A complete answer lists every line of the entries below where the string "margin" appears.

Start of Records provided

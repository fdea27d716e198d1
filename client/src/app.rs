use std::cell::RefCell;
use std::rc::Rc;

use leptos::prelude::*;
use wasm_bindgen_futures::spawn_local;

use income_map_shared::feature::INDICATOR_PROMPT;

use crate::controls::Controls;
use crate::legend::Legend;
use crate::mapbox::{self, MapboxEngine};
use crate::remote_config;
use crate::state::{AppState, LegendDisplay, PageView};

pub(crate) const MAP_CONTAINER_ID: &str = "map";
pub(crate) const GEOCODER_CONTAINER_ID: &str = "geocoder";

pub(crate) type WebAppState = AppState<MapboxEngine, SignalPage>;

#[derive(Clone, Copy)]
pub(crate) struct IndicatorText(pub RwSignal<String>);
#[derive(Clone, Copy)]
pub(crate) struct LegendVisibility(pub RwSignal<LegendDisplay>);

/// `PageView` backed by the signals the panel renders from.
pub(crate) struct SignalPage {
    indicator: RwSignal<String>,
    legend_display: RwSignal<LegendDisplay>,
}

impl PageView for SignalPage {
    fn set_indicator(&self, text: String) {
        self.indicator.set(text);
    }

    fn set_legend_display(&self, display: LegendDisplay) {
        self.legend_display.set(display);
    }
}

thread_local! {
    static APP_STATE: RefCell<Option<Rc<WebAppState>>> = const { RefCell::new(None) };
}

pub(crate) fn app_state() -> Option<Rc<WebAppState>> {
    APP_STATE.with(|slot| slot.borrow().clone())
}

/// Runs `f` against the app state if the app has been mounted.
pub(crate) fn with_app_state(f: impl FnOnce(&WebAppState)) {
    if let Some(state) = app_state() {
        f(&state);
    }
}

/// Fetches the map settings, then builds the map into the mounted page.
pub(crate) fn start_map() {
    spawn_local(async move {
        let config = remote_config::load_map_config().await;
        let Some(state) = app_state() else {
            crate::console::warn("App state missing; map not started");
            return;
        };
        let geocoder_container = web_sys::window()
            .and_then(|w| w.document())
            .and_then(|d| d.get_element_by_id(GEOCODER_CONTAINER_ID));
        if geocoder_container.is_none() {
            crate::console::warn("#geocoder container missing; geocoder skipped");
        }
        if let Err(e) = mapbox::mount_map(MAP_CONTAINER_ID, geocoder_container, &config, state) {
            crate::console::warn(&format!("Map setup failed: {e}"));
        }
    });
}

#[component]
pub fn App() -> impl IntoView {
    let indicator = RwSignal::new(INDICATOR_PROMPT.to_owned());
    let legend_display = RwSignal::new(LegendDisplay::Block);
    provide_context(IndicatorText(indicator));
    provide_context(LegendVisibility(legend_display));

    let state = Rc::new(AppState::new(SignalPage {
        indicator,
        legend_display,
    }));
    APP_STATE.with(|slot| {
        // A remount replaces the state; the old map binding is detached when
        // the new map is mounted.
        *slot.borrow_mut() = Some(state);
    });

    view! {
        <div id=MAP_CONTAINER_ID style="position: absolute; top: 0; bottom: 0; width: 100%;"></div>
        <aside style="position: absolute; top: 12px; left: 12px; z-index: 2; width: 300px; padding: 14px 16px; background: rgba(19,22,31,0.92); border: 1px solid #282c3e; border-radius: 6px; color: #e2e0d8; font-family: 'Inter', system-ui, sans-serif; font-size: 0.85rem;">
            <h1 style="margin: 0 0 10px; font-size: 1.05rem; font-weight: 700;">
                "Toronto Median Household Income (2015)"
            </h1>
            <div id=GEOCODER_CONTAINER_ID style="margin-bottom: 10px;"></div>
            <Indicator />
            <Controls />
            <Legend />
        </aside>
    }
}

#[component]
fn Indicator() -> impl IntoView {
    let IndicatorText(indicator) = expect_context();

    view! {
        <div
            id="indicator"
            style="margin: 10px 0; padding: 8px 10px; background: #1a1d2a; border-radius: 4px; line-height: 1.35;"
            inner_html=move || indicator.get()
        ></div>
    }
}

End of Records provided

**Exercise response:**
            <h1 style="margin: 0 0 10px; font-size: 1.05rem; font-weight: 700;">
            <div id=GEOCODER_CONTAINER_ID style="margin-bottom: 10px;"></div>
            style="margin: 10px 0; padding: 8px 10px; background: #1a1d2a; border-radius: 4px; line-height: 1.35;"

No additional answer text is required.